[Collected data]
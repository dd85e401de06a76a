//! One sync run: load, reconcile, persist

use tracing::info;

use crate::bibliography::Bibliography;
use crate::config::SyncConfig;
use crate::error::Result;
use crate::notion::Directory;
use crate::reconcile::{Reconciler, SyncReport};
use crate::snapshot::SnapshotStore;

/// Sync the configured bibliography into `directory`
///
/// The snapshot is rewritten only when at least one remote write was
/// confirmed.
pub fn run_sync<D: Directory + ?Sized>(config: &SyncConfig, directory: &D) -> Result<SyncReport> {
    let bibliography = Bibliography::load(&config.bib_path)?;
    let store = SnapshotStore::new(&config.snapshot_path);
    let previous = store.load()?;

    info!(
        "Syncing {} entries ({} in snapshot)",
        bibliography.len(),
        previous.len()
    );

    let outcome = Reconciler::new(directory).reconcile(&bibliography.entries, &previous)?;

    if outcome.report.is_dirty() {
        store.save(&outcome.snapshot)?;
        info!("Snapshot written to {}", store.path().display());
    } else {
        info!("No remote changes, snapshot left as is");
    }

    let report = outcome.report;
    info!(
        "Done: {} created, {} already present, {} updated, {} unchanged, {} failed",
        report.created,
        report.adopted,
        report.updated,
        report.unchanged,
        report.failed.len()
    );

    Ok(report)
}
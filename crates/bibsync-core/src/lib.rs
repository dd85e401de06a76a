//! bibsync core - keep a Notion database in step with a BibTeX file
//!
//! - **Bibliography**: nom-based BibTeX loader producing ordered entries
//! - **Normalize**: LaTeX accent, brace and quote cleanup for field values
//! - **Snapshot**: last synced values per identifier, stored with bincode
//! - **Notion**: blocking client for the target database behind the `Directory` trait
//! - **Reconcile**: New / Changed / Unchanged classification driving remote writes
//! - **Sync**: one complete run from file to snapshot
//!
//! # Flow
//!
//! ```text
//! references.bib → Bibliography → normalize → Reconciler ⇄ Directory (Notion)
//!                                                 ↓
//!                                          SnapshotStore (if dirty)
//! ```

pub mod bibliography;
pub mod config;
pub mod error;
pub mod normalize;
pub mod notion;
pub mod reconcile;
pub mod snapshot;
pub mod sync;

pub use bibliography::{BibEntry, Bibliography, EntryFields};
pub use config::{NotionConfig, SyncConfig};
pub use error::{
    BibliographyError, ConfigError, LookupError, RemoteError, Result, SnapshotError, SyncError,
    ValidationError,
};
pub use normalize::normalize;
pub use notion::{CreateOutcome, Directory, NotionClient, PageFields, PageId};
pub use reconcile::{classify, Action, FieldChange, Reconciler, Reconciliation, SyncReport};
pub use snapshot::{Snapshot, SnapshotRecord, SnapshotStore};
pub use sync::run_sync;
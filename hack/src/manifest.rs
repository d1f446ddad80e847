//! Manifest parsing: one problem with its reference solution plus the
//! candidates to stress-test against it.
//!
//! Source paths are relative to the manifest's directory.

use std::fs;
use std::path::{Path, PathBuf};

use anyhow::{Context, Result, bail};
use serde::Deserialize;

use engine::problem::{CandidateSpec, ProblemSpec};

#[derive(Debug, Clone, Deserialize, PartialEq)]
pub struct Manifest {
    /// Contest identifier; names the default verdict log.
    pub contest: String,
    /// Per-candidate stress budget, overriding the config.
    #[serde(default)]
    pub timeout_secs: Option<u64>,
    pub problem: ProblemEntry,
    #[serde(default)]
    pub candidates: Vec<CandidateEntry>,
    #[serde(skip)]
    base_dir: PathBuf,
}

#[derive(Debug, Clone, Deserialize, PartialEq)]
pub struct ProblemEntry {
    pub code: String,
    pub language: String,
    pub reference: PathBuf,
    pub time_limit_ms: u64,
    pub memory_limit_mb: u64,
    pub generator: String,
}

#[derive(Debug, Clone, Deserialize, PartialEq)]
pub struct CandidateEntry {
    pub id: String,
    pub language: String,
    pub source: PathBuf,
    #[serde(default)]
    pub time_multiplier: Option<f64>,
    #[serde(default)]
    pub memory_limit_mb: Option<u64>,
}

impl Manifest {
    pub fn load(path: &Path) -> Result<Self> {
        let contents =
            fs::read_to_string(path).with_context(|| format!("read manifest {}", path.display()))?;
        let mut manifest: Manifest = toml::from_str(&contents)
            .with_context(|| format!("parse manifest {}", path.display()))?;
        manifest.base_dir = path
            .parent()
            .map(Path::to_path_buf)
            .unwrap_or_default();
        manifest
            .validate()
            .with_context(|| format!("validate manifest {}", path.display()))?;
        Ok(manifest)
    }

    fn validate(&self) -> Result<()> {
        if self.contest.trim().is_empty() {
            bail!("contest must be non-empty");
        }
        if self.timeout_secs == Some(0) {
            bail!("timeout_secs must be > 0");
        }
        if self.problem.time_limit_ms == 0 || self.problem.memory_limit_mb == 0 {
            bail!("problem limits must be > 0");
        }
        if self.candidates.is_empty() {
            bail!("candidates must be a non-empty array");
        }
        for (index, candidate) in self.candidates.iter().enumerate() {
            if candidate.id.trim().is_empty() {
                bail!("candidates[{index}].id must be non-empty");
            }
            if let Some(multiplier) = candidate.time_multiplier
                && (multiplier.is_nan() || multiplier <= 0.0)
            {
                bail!("candidates[{index}].time_multiplier must be > 0");
            }
            if candidate.memory_limit_mb == Some(0) {
                bail!("candidates[{index}].memory_limit_mb must be > 0");
            }
        }
        Ok(())
    }

    /// Default verdict log next to the manifest.
    pub fn default_sink_path(&self) -> PathBuf {
        self.base_dir.join(format!("{}_hack.log", self.contest))
    }

    pub fn problem_spec(&self) -> Result<ProblemSpec> {
        Ok(ProblemSpec {
            code: self.problem.code.clone(),
            reference_source: self.read_source(&self.problem.reference)?,
            language: self.problem.language.clone(),
            time_limit_ms: self.problem.time_limit_ms,
            memory_limit_mb: self.problem.memory_limit_mb,
            generator: self.problem.generator.clone(),
        })
    }

    pub fn candidate_spec(&self, entry: &CandidateEntry) -> Result<CandidateSpec> {
        Ok(CandidateSpec {
            id: entry.id.clone(),
            source: self.read_source(&entry.source)?,
            language: entry.language.clone(),
            time_multiplier: entry.time_multiplier.unwrap_or(1.0),
            memory_limit_mb: entry.memory_limit_mb,
        })
    }

    fn read_source(&self, relative: &Path) -> Result<String> {
        let path = self.base_dir.join(relative);
        fs::read_to_string(&path).with_context(|| format!("read source {}", path.display()))
    }
}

**ASSIGNMENT**. Go through the records above and copy each line where "format" is found.

**OUTPUT BELOW**.
            fs::read_to_string(path).with_context(|| format!("read manifest {}", path.display()))?;
            .with_context(|| format!("parse manifest {}", path.display()))?;
            .with_context(|| format!("validate manifest {}", path.display()))?;
        self.base_dir.join(format!("{}_hack.log", self.contest))
        fs::read_to_string(&path).with_context(|| format!("read source {}", path.display()))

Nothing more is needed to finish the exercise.